La cattiva coscienza degli europei nei confronti del nazismo ha favorito il loro trapianto in mezzo agli arabi. È questa la nuova colpa che devono espiare, senza lamentarsi troppo. Era evidente che Hamas aveva teso una trappola (che gli israeliani non sono stati in grado di evitare): costringerli a dire basta e a invadere la Striscia di Gaza, dove i militanti di Hamas avrebbero usato come scudo umano la popolazione civile, provocando l’isolamento internazionale di Israele a un livello tale che nessuno, sano di mente, avrebbe potuto prevedere.Nell’Occidente e nell’Europa che volevano risalire, nei propri principi fondativi, alla tradizione giudaico‑cristiana, sono riemersi e si sono diffusi odi e pregiudizi che si ritenevano confinati nell’immondezzaio della storia.
Si è tornato a perseguire, magari con qualche variante semantica, gli ebrei in quanto tali, come se tutti portassero la responsabilità delle azioni di un governo che è contestato da metà dei cittadini israeliani.Ma quale principio del diritto internazionale impone a Israele di essere uno Stato sovrano a sicurezza limitata, a cui è proibito vincere una guerra scatenata da nemici implacabili? Perché è sempre andata così. Dopo la Guerra dei Sei Giorni, la principale preoccupazione dell’Onu fu quella di far votare all’Assemblea una sfilza di risoluzioni con l’invito a Israele di restituire i territori occupati.

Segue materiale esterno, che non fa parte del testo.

//! Sentence segmentation for Chinese source and English translation text

use once_cell::sync::Lazy;
use regex::Regex;

/// Marks that may end a sentence-level passage
pub const CLAUSE_FINAL_MARKS: &[char] = &['。', '！', '？', '；'];

/// Marks the candidate splitter breaks Chinese text on
pub const SENTENCE_FINAL_MARKS: &[char] = &['。', '！', '？'];

/// Closing quotes that stay attached to the sentence they close
pub const CLOSING_QUOTES: &[char] = &['」', '』', '"', '\'', '”', '’'];

/// English abbreviations that end in a period without ending a sentence
const ABBREVIATIONS: &[&str] = &["Mr.", "Mrs.", "Dr.", "etc.", "i.e.", "e.g.", "vs."];

static WHITESPACE: Lazy<Regex> = Lazy::new(|| Regex::new(r"\s+").expect("static regex"));

// Terminal punctuation (plus optional closing quote), whitespace, then
// something that can start a sentence
static EN_BOUNDARY: Lazy<Regex> =
    Lazy::new(|| Regex::new(r#"([.!?]["'”’]?)\s+["'“(A-Z]"#).expect("static regex"));

/// Characters in the CJK unified ideograph blocks (base and extension A)
pub fn is_cjk(c: char) -> bool {
    ('\u{4e00}'..='\u{9fff}').contains(&c) || ('\u{3400}'..='\u{4dbf}').contains(&c)
}

/// Text with every whitespace character removed, for reconstruction checks
pub fn strip_whitespace(text: &str) -> String {
    text.chars().filter(|c| !c.is_whitespace()).collect()
}

/// Collapse whitespace runs to single spaces and trim
pub fn normalize_whitespace(text: &str) -> String {
    WHITESPACE.replace_all(text.trim(), " ").into_owned()
}

/// Why `zh` does not look like a single sentence, if it doesn't.
///
/// A single sentence ends with exactly one clause-final mark (closing quotes
/// after it allowed) and has no other clause-final mark before the end.
pub fn single_sentence_problem(zh: &str) -> Option<String> {
    let trimmed = zh.trim();
    if trimmed.is_empty() {
        return Some("empty source text".to_string());
    }

    let body = trimmed.trim_end_matches(CLOSING_QUOTES);
    let mut chars = body.chars();
    match chars.next_back() {
        Some(last) if CLAUSE_FINAL_MARKS.contains(&last) => {}
        _ => return Some("does not end with a clause-final mark (。！？；)".to_string()),
    }

    let internal = chars.filter(|c| CLAUSE_FINAL_MARKS.contains(c)).count();
    if internal > 0 {
        return Some(format!(
            "contains {} clause-final mark(s) before the end; possibly a run-on paragraph",
            internal
        ));
    }
    None
}

/// Split Chinese text after each `。！？`, keeping trailing closing quotes
/// with the sentence they close
pub fn split_zh_sentences(text: &str) -> Vec<String> {
    let mut sentences = Vec::new();
    let mut current = String::new();
    let mut chars = text.chars().peekable();

    while let Some(c) = chars.next() {
        current.push(c);
        if SENTENCE_FINAL_MARKS.contains(&c) {
            while let Some(&q) = chars.peek() {
                if !CLOSING_QUOTES.contains(&q) {
                    break;
                }
                current.push(q);
                chars.next();
            }
            push_trimmed(&mut sentences, &current);
            current.clear();
        }
    }
    push_trimmed(&mut sentences, &current);
    sentences
}

fn push_trimmed(out: &mut Vec<String>, s: &str) {
    let s = s.trim();
    if !s.is_empty() {
        out.push(s.to_string());
    }
}

fn ends_with_abbreviation(prefix: &str) -> bool {
    ABBREVIATIONS.iter().any(|abbr| {
        prefix.ends_with(abbr)
            && prefix[..prefix.len() - abbr.len()]
                .chars()
                .next_back()
                .map_or(true, |c| !c.is_alphanumeric())
    })
}

/// Split English text into sentences.
///
/// Whitespace is normalized first. A boundary is terminal punctuation
/// (optionally followed by a closing quote), whitespace, and an upper-case
/// letter, quote or opening parenthesis. Common abbreviations do not split.
pub fn split_en_sentences(text: &str) -> Vec<String> {
    let normalized = normalize_whitespace(text);
    if normalized.is_empty() {
        return Vec::new();
    }

    let mut sentences = Vec::new();
    let mut start = 0;
    for caps in EN_BOUNDARY.captures_iter(&normalized) {
        let Some(terminal) = caps.get(1) else {
            continue;
        };
        let end = terminal.end();
        if end <= start || ends_with_abbreviation(&normalized[start..end]) {
            continue;
        }
        push_trimmed(&mut sentences, &normalized[start..end]);
        start = end;
    }
    push_trimmed(&mut sentences, &normalized[start..]);
    sentences
}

Lo stesso avvenne dopo la Guerra dello Yom Kippur e in occasione delle varie Intifade, periodicamente promosse dalle organizzazioni palestinesi per sabotare gli accordi di pace. Il problema della comunità internazionale, in tutte queste azioni belliche, è sempre stato quello di fermare prima o poi le reazioni israeliane, consentendo ai suoi nemici di prepararsi a una nuova aggressione.Durante la Guerra del Golfo vennero lanciati su Israele 42 missili balistici iracheni, ma il governo fu convinto a non reagire per non turbare la neutralità degli Stati arabi. Anche questa volta è prevalsa la solita linea di appeasement, nonostante l’IDF fosse proiettata a vincere in modo definitivo.
Eppure il contesto era mutato profondamente rispetto a quello delle precedenti guerre: negli ultimi due anni lo Stato ebraico ha potuto avvalersi di una sostanziale solidarietà da parte degli ex nemici arabi, solidarietà che non ha avuto dagli ex amici europei.Ecco perché permangono «ragioni d’Israele»: ha il diritto di non fidarsi del disarmo di Hamas, tanto più dopo che l’esercito libanese si è dichiarato impotente di fronte a Hezbollah; ha il diritto di dubitare di una missione di interposizione sotto l’egida dell’ONU, dopo che l’UNIFIL si è rivelata un rifugio per postazioni missilistiche di Hezbollah sul Golan.
Oggi Israele non è isolato nell’area cruciale del Medio Oriente: i suoi veri nemici sono le bande armate e finanziate dall’Iran.Quella comunità internazionale deve liberarsi del complesso di inferiorità rappresentato da una famosa battuta della comicità ebraica, da Groucho Marx a Woody Allen: «Non mi iscriverei mai a un club che accettasse tra i suoi soci persone come me».